The board unanimously approved a resolution to allow Mayor Arthur Pappas to award South Buffalo Electric the contract for the work on Nash and Meadow.

In other council news:

•The council passed a resolution to call for the state to provide additional funding to the Niagara Frontier Transportation Authority in light of a projection it might cancel some routes in the city.

Among the reasons listed was a 2013 federal government fiscal assessment that found the NFTA was operating efficiently but was hampered by zero growth in revenue sources. Also listed was the fact that funding from the state's public transit operating systems to downstate systems has increased more than 8.5 percent since 2008, but the NFTA's has increased only 2.5 percent during the same period.

•Resident Ann Finkle questioned whether anything could be done about the potholes appearing throughout the city.

"The potholes are getting big enough to eat my car, and there are enough of them to eat a freight train's worth of cars," she said.

She asked whether covering them with pieces of sheet metal was feasible, rather than filling them with materials that are quickly displaced.

Marshall responded doing so would cause problems for snowplows and would also likely result in the pieces of metal being strewn about the streets, plus such a process would be cost-restrictive.

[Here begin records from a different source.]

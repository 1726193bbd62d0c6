//! Utility functions for code generation and URL checks.
//!
//! - [`code_generator`] - Short code generation and custom code format rules
//! - [`url_validator`] - Target URL validation

pub mod code_generator;
pub mod url_validator;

"There's nothing really you can do," he said. "It's the freeze-thaw cycle, and it's the worst winter ever in Buffalo ... there's really no solution other than to get on them as soon as the weather breaks."

•The council passed a number of Traffic Safety Committee recommendations, including a suggestion to install a new detection device at the traffic light at the intersection of Payne Avenue and Fredericka Street.

•The council granted permission to Jack Michel to hold the "Come Fly a Kite for Homeless Veterans" event at Gratwick Riverside Park on May 30.

•Pappas, Alderman Eric Zadzilka and Alderwoman Donna Braun again thanked the residents for their help in clearing fire hydrants in front of their homes and their neighbors' homes. Pappas also mentioned the city received many fewer complaints than he expected in light of February's weather.

"I think the public realizes that the police, fire (department), Department of Public Works, volunteers have been working 24/7 to try to keep things as safe as we can and the public has been very gracious about that," he said.

•The next council meeting on March 17 will be Student Government Day, when students from North Tonawanda High School will see what it's like to be a city official for a day.